La lutte des classes a longtemps disparu du vocabulaire politique des partis ‘mainstream’"

Il y a les Moustass Leaks. Votre avis sur l’affaire des écoutes téléphoniques privées et même du Premier ministre?

L’affaire des écoutes téléphoniques est une vieille histoire et les vieux militants le savent, eux qui évitaient de parler à leurs interlocuteurs de certains sujets au téléphone. Mais aujourd’hui, avec les communications digitales, le « wiretapping » est devenu plus sophistiqué et dangereux non seulement pour la vie privée de tout un chacun mais aussi pour le monde des affaires business ainsi que pour la sécurité du pays. Dans certaines circonstances, il pourrait même relever de la haute trahison. Mais il y a une commission d’enquête prévue pour faire la lumière sur cette affaire. 

Le gouvernement allègue que tout a été orchestré à l’aide de l’intelligence artificielle, tandis que l’opposition crie au scandale. Vos explications ? 

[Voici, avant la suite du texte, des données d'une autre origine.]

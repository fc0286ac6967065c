use std::{collections::BTreeMap, fmt};

use serde::{Deserialize, Serialize};
use tabled::Tabled;

use crate::utils;

/// Query string of a Last.fm API call, keyed by parameter name.
pub type QueryParams = BTreeMap<String, String>;

/// Trailing time window accepted by `user.gettoptracks`.
#[derive(Debug, Clone, Copy, PartialEq, Eq)]
pub enum Period {
    Overall,
    SevenDay,
    OneMonth,
    ThreeMonth,
    SixMonth,
    TwelveMonth,
}

impl Period {
    /// Value of the `period` query parameter, e.g. `1month`.
    ///
    /// # Example
    ///
    /// ```
    /// assert_eq!(Period::OneMonth.as_str(), "1month");
    /// ```
    pub fn as_str(&self) -> &'static str {
        match self {
            Period::Overall => "overall",
            Period::SevenDay => "7day",
            Period::OneMonth => "1month",
            Period::ThreeMonth => "3month",
            Period::SixMonth => "6month",
            Period::TwelveMonth => "12month",
        }
    }
}

impl fmt::Display for Period {
    fn fmt(&self, f: &mut fmt::Formatter<'_>) -> fmt::Result {
        f.write_str(self.as_str())
    }
}

#[derive(Debug, Clone, Copy, PartialEq, Eq, Default)]
pub enum ResponseFormat {
    #[default]
    Json,
    Xml,
}

impl ResponseFormat {
    pub fn as_str(&self) -> &'static str {
        match self {
            ResponseFormat::Json => "json",
            ResponseFormat::Xml => "xml",
        }
    }
}

/// The single most-played track of a period.
#[derive(Debug, Clone, PartialEq, Eq)]
pub struct TopTrackResult {
    pub track_name: String,
    pub artist_name: String,
    pub playcount: u64,
}

#[derive(Tabled)]
pub struct TopTrackTableRow {
    pub name: String,
    pub artist: String,
    pub playcount: u64,
}

impl From<&TopTrackResult> for TopTrackTableRow {
    fn from(result: &TopTrackResult) -> Self {
        TopTrackTableRow {
            name: result.track_name.clone(),
            artist: result.artist_name.clone(),
            playcount: result.playcount,
        }
    }
}

#[derive(Debug, Clone, Serialize, Deserialize)]
pub struct TopTracksResponse {
    pub toptracks: TopTracks,
}

#[derive(Debug, Clone, Serialize, Deserialize)]
pub struct TopTracks {
    pub track: Vec<TopTrackEntry>,
}

#[derive(Debug, Clone, Serialize, Deserialize)]
pub struct TopTrackEntry {
    pub name: String,
    pub artist: TrackArtist,
    // Last.fm sends counts as strings, e.g. "42"
    #[serde(deserialize_with = "utils::deserialize_playcount")]
    pub playcount: u64,
}

#[derive(Debug, Clone, Serialize, Deserialize)]
pub struct TrackArtist {
    pub name: String,
}

impl From<TopTrackEntry> for TopTrackResult {
    fn from(entry: TopTrackEntry) -> Self {
        TopTrackResult {
            track_name: entry.name,
            artist_name: entry.artist.name,
            playcount: entry.playcount,
        }
    }
}
mod site_config;

pub use site_config::SiteConfigManager;
pub use site_config::TOP_TRACK_KEY;
pub use site_config::update_config;
use std::time::Duration;

use indicatif::{ProgressBar, ProgressStyle};
use tabled::Table;

use crate::{
    config::Settings,
    error::SyncError,
    info,
    lastfm::{LastFmApi, Transport},
    management, success,
    types::{Period, TopTrackResult, TopTrackTableRow},
};

/// Resolves settings from `lookup` and runs the sync.
///
/// Credentials are checked before `transport` is touched.
pub fn run<F, T>(lookup: F, transport: &T) -> Result<TopTrackResult, SyncError>
where
    F: Fn(&str) -> Option<String>,
    T: Transport,
{
    let settings = Settings::from_lookup(lookup)?;
    sync_top_track(&settings, transport)
}

/// Fetches this month's top track and writes it into the site config.
///
/// The config file is only opened once the lookup has succeeded.
pub fn sync_top_track<T: Transport>(
    settings: &Settings,
    transport: &T,
) -> Result<TopTrackResult, SyncError> {
    let api = LastFmApi::new(&settings.api_key, &settings.api_url, transport);

    let pb = ProgressBar::new_spinner();
    pb.set_message(format!("Fetching top track for {}...", settings.username));
    pb.enable_steady_tick(Duration::from_millis(100));
    if let Ok(style) = ProgressStyle::with_template("{spinner:.blue} {msg}") {
        pb.set_style(style.tick_chars("⠋⠙⠹⠸⠼⠴⠦⠧⠇⠏"));
    }

    let lookup = api.fetch_top_track(&settings.username, Period::OneMonth, 1);
    pb.finish_and_clear();
    let top_track = lookup?;

    info!("Writing top track to {}", settings.config_path.display());
    management::update_config(&settings.config_path, &top_track)?;

    println!("{}", Table::new([TopTrackTableRow::from(&top_track)]));
    success!(
        "Top track is {} by {} ({} plays)",
        top_track.track_name,
        top_track.artist_name,
        top_track.playcount
    );

    Ok(top_track)
}
use std::time::Duration;

use reqwest::blocking::Client;

use crate::{error::SyncError, types::QueryParams};

/// Status and body of a completed HTTP exchange.
#[derive(Debug, Clone)]
pub struct HttpResponse {
    pub status: u16,
    pub body: String,
}

impl HttpResponse {
    /// Only 200 counts as success.
    pub fn is_ok(&self) -> bool {
        self.status == 200
    }
}

/// Synchronous GET used by [`super::LastFmApi`].
pub trait Transport {
    fn get(
        &self,
        url: &str,
        params: &QueryParams,
        timeout: Duration,
    ) -> Result<HttpResponse, SyncError>;
}

/// Blocking reqwest client. Network and timeout errors become `LookupFailure`.
pub struct ReqwestTransport {
    client: Client,
}

impl ReqwestTransport {
    /// Builds the blocking client with a `lastfm-sync/<version>` user agent.
    ///
    /// # Errors
    ///
    /// `LookupFailure` if the TLS backend or client cannot be initialized.
    pub fn new() -> Result<Self, SyncError> {
        let client = Client::builder()
            .user_agent(concat!(
                env!("CARGO_PKG_NAME"),
                "/",
                env!("CARGO_PKG_VERSION")
            ))
            .build()?;
        Ok(Self { client })
    }
}

impl Transport for ReqwestTransport {
    fn get(
        &self,
        url: &str,
        params: &QueryParams,
        timeout: Duration,
    ) -> Result<HttpResponse, SyncError> {
        let response = self
            .client
            .get(url)
            .query(params)
            .timeout(timeout)
            .send()?;

        let status = response.status().as_u16();
        let body = response.text()?;

        Ok(HttpResponse { status, body })
    }
}
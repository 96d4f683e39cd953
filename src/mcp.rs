//! Purpose: Provide the transport-agnostic MCP JSON-RPC pipeline for the gateway.
//! Key exports: `McpDispatcher`, `ClientMessage`, `Implementation`, request/response envelopes.
//! Role: Shared protocol adapter every transport is bound to; consults the `Registry`.
//! Invariants: JSON-RPC envelopes stay stable and method routing is deterministic.
//! Invariants: Unknown methods and malformed request shapes map to protocol errors.
//! Invariants: Capability failures are returned as successful `result.isError`, not as
//! protocol errors.
//! Invariants: Notifications (no `id`) never produce a response.

use std::sync::Arc;

use serde::{Deserialize, Serialize};
use serde_json::{Map, Value, json};
use tracing::debug;

use crate::core::error::{Error, ErrorKind};
use crate::registry::{CapabilityEntry, CapabilityKind, Peer, Registry};

pub const JSON_RPC_VERSION: &str = "2.0";
pub const LATEST_PROTOCOL_VERSION: &str = "2025-11-25";
pub const SUPPORTED_PROTOCOL_VERSIONS: &[&str] =
    &["2025-11-25", "2025-06-18", "2025-03-26", "2024-11-05"];

pub const PARSE_ERROR_CODE: i32 = -32700;
pub const INVALID_REQUEST_CODE: i32 = -32600;
pub const METHOD_NOT_FOUND_CODE: i32 = -32601;
pub const INVALID_PARAMS_CODE: i32 = -32602;
pub const INTERNAL_ERROR_CODE: i32 = -32603;
pub const RESOURCE_NOT_FOUND_CODE: i32 = -32002;
pub const SESSION_ERROR_CODE: i32 = -32000;
pub const SESSION_TERMINATED_CODE: i32 = -32001;

#[derive(Clone, Debug, PartialEq, Eq, Serialize, Deserialize)]
#[serde(untagged)]
pub enum JsonRpcId {
    String(String),
    Number(i64),
    Null,
}

#[derive(Clone, Debug, PartialEq, Serialize, Deserialize)]
pub struct JsonRpcRequest {
    pub jsonrpc: String,
    #[serde(default, skip_serializing_if = "Option::is_none")]
    pub id: Option<JsonRpcId>,
    pub method: String,
    #[serde(default, skip_serializing_if = "Option::is_none")]
    pub params: Option<Value>,
}

#[derive(Clone, Debug, PartialEq, Serialize, Deserialize)]
pub struct JsonRpcResponse {
    pub jsonrpc: String,
    pub id: JsonRpcId,
    #[serde(skip_serializing_if = "Option::is_none")]
    pub result: Option<Value>,
    #[serde(skip_serializing_if = "Option::is_none")]
    pub error: Option<JsonRpcError>,
}

impl JsonRpcResponse {
    pub fn success(id: JsonRpcId, result: Value) -> Self {
        Self {
            jsonrpc: JSON_RPC_VERSION.to_string(),
            id,
            result: Some(result),
            error: None,
        }
    }

    pub fn error(id: JsonRpcId, error: JsonRpcError) -> Self {
        Self {
            jsonrpc: JSON_RPC_VERSION.to_string(),
            id,
            result: None,
            error: Some(error),
        }
    }
}

#[derive(Clone, Debug, PartialEq, Serialize, Deserialize)]
pub struct JsonRpcError {
    pub code: i32,
    pub message: String,
    #[serde(skip_serializing_if = "Option::is_none")]
    pub data: Option<Value>,
}

impl JsonRpcError {
    pub fn new(code: i32, message: impl Into<String>) -> Self {
        Self {
            code,
            message: message.into(),
            data: None,
        }
    }

    pub fn parse_error(message: impl Into<String>) -> Self {
        Self::new(PARSE_ERROR_CODE, message)
    }

    pub fn invalid_request(message: impl Into<String>) -> Self {
        Self::new(INVALID_REQUEST_CODE, message)
    }

    pub fn method_not_found(message: impl Into<String>) -> Self {
        Self::new(METHOD_NOT_FOUND_CODE, message)
    }

    pub fn invalid_params(message: impl Into<String>) -> Self {
        Self::new(INVALID_PARAMS_CODE, message)
    }

    pub fn internal_error(message: impl Into<String>) -> Self {
        Self::new(INTERNAL_ERROR_CODE, message)
    }

    pub fn resource_not_found(uri: &str) -> Self {
        Self {
            code: RESOURCE_NOT_FOUND_CODE,
            message: "resource not found".to_string(),
            data: Some(json!({ "uri": uri })),
        }
    }
}

#[derive(Clone, Debug, PartialEq)]
pub enum DispatchOutcome {
    Response(JsonRpcResponse),
    NoResponse,
}

/// Name and version the gateway reports to peers. Set once, never mutated.
#[derive(Clone, Debug, PartialEq, Eq, Serialize, Deserialize)]
pub struct Implementation {
    pub name: String,
    pub version: String,
}

impl Implementation {
    pub fn new(name: impl Into<String>, version: impl Into<String>) -> Self {
        Self {
            name: name.into(),
            version: version.into(),
        }
    }
}

impl Default for Implementation {
    fn default() -> Self {
        Self::new(env!("CARGO_PKG_NAME"), env!("CARGO_PKG_VERSION"))
    }
}

#[derive(Clone, Debug, PartialEq, Eq, Serialize, Deserialize)]
pub struct InitializeResult {
    #[serde(rename = "protocolVersion")]
    pub protocol_version: String,
    pub capabilities: ServerCapabilities,
    #[serde(rename = "serverInfo")]
    pub server_info: Implementation,
}

#[derive(Clone, Debug, PartialEq, Eq, Serialize, Deserialize)]
pub struct ServerCapabilities {
    pub tools: ListChangedCapability,
    pub resources: ResourcesCapability,
    pub prompts: ListChangedCapability,
}

#[derive(Clone, Debug, PartialEq, Eq, Serialize, Deserialize)]
pub struct ListChangedCapability {
    #[serde(rename = "listChanged")]
    pub list_changed: bool,
}

#[derive(Clone, Debug, PartialEq, Eq, Serialize, Deserialize)]
pub struct ResourcesCapability {
    pub subscribe: bool,
    #[serde(rename = "listChanged")]
    pub list_changed: bool,
}

#[derive(Clone, Debug, PartialEq, Serialize, Deserialize)]
pub struct McpTool {
    pub name: String,
    pub description: String,
    #[serde(rename = "inputSchema")]
    pub input_schema: Value,
}
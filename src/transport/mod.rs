//! Purpose: Define the channel contract between a peer and the dispatch pipeline.
//! Exports: `Transport`, `CloseHook`, `StdioTransport`, `SessionTransport`.
//! Role: Both concrete channels implement `bind/send/close`; the gateway only sees the trait.
//! Invariants: `close` is idempotent and fires the close hook exactly once.
//! Invariants: Teardown never panics or propagates errors; failures are logged.
//! Invariants: A transport that reports closed never accepts new inbound work.

mod stdio;
mod stream;

use std::sync::{Arc, Mutex};

use serde_json::Value;
use tokio::sync::watch;

use crate::core::error::{Error, ErrorKind};
use crate::mcp::McpDispatcher;

pub use stdio::StdioTransport;
pub use stream::SessionTransport;

/// One-shot observer run when the transport closes.
pub type CloseHook = Box<dyn FnOnce() + Send>;

pub trait Transport: Send + Sync {
    /// Attaches the pipeline and close hook, then starts the transport's worker.
    fn bind(self: Arc<Self>, pipeline: Arc<McpDispatcher>, on_close: CloseHook)
    -> Result<(), Error>;

    /// Queues one message toward the peer. Each message is flushed on its own.
    fn send(&self, message: Value) -> Result<(), Error>;

    fn close(&self);

    fn is_closed(&self) -> bool;
}

/// Close flag shared by a transport and its tasks, plus the one-shot hook.
pub(crate) struct CloseSignal {
    closed: watch::Sender<bool>,
    hook: Mutex<Option<CloseHook>>,
}

impl CloseSignal {
    pub(crate) fn new() -> Self {
        let (closed, _) = watch::channel(false);
        Self {
            closed,
            hook: Mutex::new(None),
        }
    }

    pub(crate) fn set_hook(&self, hook: CloseHook) -> Result<(), Error> {
        let mut slot = self.hook.lock().unwrap_or_else(|poison| poison.into_inner());
        if slot.is_some() {
            return Err(Error::new(ErrorKind::Usage).with_message("transport is already bound"));
        }
        *slot = Some(hook);
        Ok(())
    }

    /// Flips the flag. Returns true only for the call that actually closed.
    pub(crate) fn close(&self) -> bool {
        let first = self.closed.send_if_modified(|closed| {
            if *closed {
                false
            } else {
                *closed = true;
                true
            }
        });
        if first {
            let hook = self
                .hook
                .lock()
                .unwrap_or_else(|poison| poison.into_inner())
                .take();
            if let Some(hook) = hook {
                hook();
            }
        }
        first
    }

    pub(crate) fn is_closed(&self) -> bool {
        *self.closed.borrow()
    }

    pub(crate) fn subscribe(&self) -> watch::Receiver<bool> {
        self.closed.subscribe()
    }

    pub(crate) async fn closed(&self) {
        let mut receiver = self.closed.subscribe();
        let _ = receiver.wait_for(|closed| *closed).await;
    }
}

pub(crate) async fn wait_closed(receiver: &mut watch::Receiver<bool>) {
    let _ = receiver.wait_for(|closed| *closed).await;
}

pub(crate) fn closed_error(session: Option<&str>) -> Error {
    let err = Error::new(ErrorKind::Transport).with_message("transport closed");
    match session {
        Some(session) => err.with_session(session),
        None => err,
    }
}

#[cfg(test)]
mod tests {
    use super::CloseSignal;
    use std::sync::Arc;
    use std::sync::atomic::{AtomicUsize, Ordering};

    #[test]
    fn close_runs_hook_exactly_once() {
        let signal = CloseSignal::new();
        let calls = Arc::new(AtomicUsize::new(0));
        let seen = Arc::clone(&calls);
        signal
            .set_hook(Box::new(move || {
                seen.fetch_add(1, Ordering::SeqCst);
            }))
            .expect("hook");

        assert!(signal.close());
        assert!(!signal.close());
        assert!(!signal.close());
        assert!(signal.is_closed());
        assert_eq!(calls.load(Ordering::SeqCst), 1);
    }

    #[test]
    fn second_hook_is_rejected() {
        let signal = CloseSignal::new();
        signal.set_hook(Box::new(|| {})).expect("first hook");
        assert!(signal.set_hook(Box::new(|| {})).is_err());
    }

    #[tokio::test]
    async fn closed_resolves_for_late_observers() {
        let signal = CloseSignal::new();
        signal.close();
        tokio::time::timeout(std::time::Duration::from_secs(1), signal.closed())
            .await
            .expect("already closed");
    }
}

L’affaire est complexe. Les Moustass Leaks ne proviennent pas uniquement de Missie Moustass mais aussi de Anonym Moris, chacun révélant des extraits soutenant un agenda politique différent. Si ces enregistrements sont authentiques, il y a quand même, derrière les « petty talks » ou les commérages sur la vie privée de certains, qui ne devraient pas être étalés sur la place publique, des révélations extrêmement graves et choquantes. Celles-ci révèlent de gros dysfonctionnements au sein de nos institutions. 

Au fond, ce n’est pas surprenant. Comme le souligne Lalit, le processus de démocratisation et de décolonisation du pays a facilité l’émergence d’une bourgeoisie d’État prédatrice pratiquant le népotisme, le « cronyism » et la corruption dans le but de s’enrichir, tout en concluant un deal avec la bourgeoisie historique qu’elle laisse faire. 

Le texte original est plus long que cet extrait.